[Opening DATASET EXTRACT section]
//! Policy unassign workflow and its batch executor.

pub mod batch;
pub mod state;

pub use state::{MessageVariant, UnassignState, UnassignWorkflow, WorkflowMessage};
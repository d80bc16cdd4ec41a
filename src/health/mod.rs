//! Volume replication health.
//!
//! Classification, aggregation into donut buckets, and the periodic
//! monitor that republishes the aggregate.

pub mod aggregator;
pub mod classifier;
pub mod monitor;

pub use aggregator::HealthAggregator;
pub use monitor::{HealthMonitor, VolumeDashboard};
[Closing DATASET EXTRACT section]
*TASK ITEM:* Each line from the one containing "repository d80bc16cdd4ec41a" to the last line above must be returned exactly, and no line outside that range.

*SOLUTION TO THIS PROBLEM:*
repository d80bc16cdd4ec41a
filename src/health/mod.rs
//! Volume replication health.
//!
//! Classification, aggregation into donut buckets, and the periodic
//! monitor that republishes the aggregate.

pub mod aggregator;
pub mod classifier;
pub mod monitor;

pub use aggregator::HealthAggregator;
pub use monitor::{HealthMonitor, VolumeDashboard};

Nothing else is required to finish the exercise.